Reason for upgrading: Er ... it's the iPad 2! I love iPad! That's, like, one whole iPad better than my iPad 1!

What I did: I stuck with my original iPad.

It's not that the iPad 2 isn't a huge improvement. Its CPU is a monster. When I ran it through its paces for a review, I didn't test its speed with an engineering benchmark suite. I used real-world apps. One task that took my old iPad more than three and a half minutes to process was chewed up and spat out by the iPad 2 in just 52 seconds. Whoosh!

Oh, yes, and the cameras and the Smart Cover and the gyroscope. I duly tested and wrote about it all. After I filed my review and I started thinking about the iPad like a consumer instead. I recognised all of those features as Nice Things that nonetheless I didn't really need.

But the speed!

Yeah. Well, Apple does a great job maintaining iOS as One Platform, With liberty And Time-Wasting Apps For All. Any app written in 2011 and probably even 2012 will work on my iPad 1. In the end, the speed of the iPad 1 isn't a handicap; the speed of the iPad 2 is a bonus.

Given that I wouldn't do anything with an iPad 2 that I can't already do, I'll wait until next year to upgrade.

Device 3: MacBook Pro.

17-macbook-pro

Reason for upgrading: My current MacBook Pro is three years old. That's like having 125,000 miles on a car. You don't drive it to the scrapyard, but you know that it's entered its zone of Obsolescence.

There's always a faster CPU on the horizon. Tastes change, too. My 2008 MacBook has an ExpressCard slot. In theory, it'd open up a world of hardware enhancements. In practice, I wish it were an SD card reader.

Plus, my MacBook is my daily-use computer. I pound on it for hours a day, seven days a week and I've carried it around the world. Wear and tear is starting to show. The trackpad button hasn't worked since I splashed some coffee on it, and I'm lucky if the battery lasts 15 minutes.

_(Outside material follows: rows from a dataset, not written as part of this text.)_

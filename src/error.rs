use std::path::PathBuf;

/// Errors produced by the migration stages and their collaborators.
#[derive(Debug, thiserror::Error)]
pub enum Error {
    #[error("io error on {path}: {source}")]
    Io {
        path: PathBuf,
        #[source]
        source: std::io::Error,
    },

    #[error("http request failed: {0}")]
    Http(#[from] reqwest::Error),

    #[error("invalid json in {path}: {source}")]
    Json {
        path: PathBuf,
        #[source]
        source: serde_json::Error,
    },

    #[error("malformed response: {0}")]
    Decode(#[from] serde_json::Error),

    #[error("csv error: {0}")]
    Csv(#[from] csv::Error),

    #[error("invalid pattern: {0}")]
    Regex(#[from] regex::Error),

    #[error("invalid url: {0}")]
    Url(#[from] url::ParseError),

    #[error("configuration error: {0}")]
    Config(#[from] config::ConfigError),

    #[error("missing setting {0}")]
    MissingSetting(&'static str),

    #[error("flickr error {code}: {message}")]
    Flickr { code: i64, message: String },

    #[error("upload of {filename} returned {status}, expected 201 Created")]
    UploadStatus {
        filename: String,
        status: reqwest::StatusCode,
    },

    #[error("confirmation not given, no posts were changed")]
    NotConfirmed,
}

impl Error {
    pub(crate) fn io(path: impl Into<PathBuf>, source: std::io::Error) -> Self {
        Error::Io {
            path: path.into(),
            source,
        }
    }
}

pub type Result<T> = std::result::Result<T, Error>;
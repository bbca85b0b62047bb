use std::{
    fs::{self, OpenOptions},
    io::{ErrorKind, Write},
    path::{Path, PathBuf},
};

use crate::error::{Error, Result};

/// The download directory. Files are named by the caller and never
/// overwritten.
#[derive(Debug, Clone)]
pub struct LocalStore {
    dir: PathBuf,
}

impl LocalStore {
    pub fn new(dir: impl Into<PathBuf>) -> Self {
        LocalStore { dir: dir.into() }
    }

    pub fn dir(&self) -> &Path {
        &self.dir
    }

    pub fn path(&self, filename: &str) -> PathBuf {
        self.dir.join(filename)
    }

    pub fn contains(&self, filename: &str) -> bool {
        self.path(filename).exists()
    }

    pub fn read(&self, filename: &str) -> Result<Vec<u8>> {
        let path = self.path(filename);
        fs::read(&path).map_err(|err| Error::io(path, err))
    }

    /// Writes `content` unless the file already exists. Returns whether the
    /// file was written.
    pub fn write_new(&self, filename: &str, content: &[u8]) -> Result<bool> {
        fs::create_dir_all(&self.dir).map_err(|err| Error::io(&self.dir, err))?;
        let path = self.path(filename);
        match OpenOptions::new().write(true).create_new(true).open(&path) {
            Ok(mut file) => {
                file.write_all(content)
                    .map_err(|err| Error::io(&path, err))?;
                Ok(true)
            }
            Err(err) if err.kind() == ErrorKind::AlreadyExists => Ok(false),
            Err(err) => Err(Error::io(path, err)),
        }
    }
}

What I did: I bought a new MacBook Pro.

If I'd upgraded last year, I would've had a slightly faster Mac, an SD slot, a working trackpad, and a nine-hour battery. Nice ... but this year, I got a CPU whose architecture is a whole generation ahead. It's clear that Apple's investing heavily in this new ultra-high-speed. multi-channel Thunderbolt I/O port. too. If the standard takes off, my new Mac Book will work with all of the great new high-performance hardware that's going to be released in the coming years. And if Thunderbolt fizzles ... who cares? It's still a functioning Mini DisplayPort.

This is a Mac that will get me through the next three years. That's a big deal given the scale of Mac OS X 10.7 and the OS to follow. I just need to not spill a drink on it.

The past month served as a reminder that hardware should only be replaced if it's about to stop working (whether it's worn-out or just not up to challenges that didn't exist when you first bought it) or if the new one can transform the way you work. Otherwise, you're just being a big, dopey consumer.

I did the smart thing. I thought my way through three potential upgrades, and only made one purchase. lucky me: it was the $2,000 item.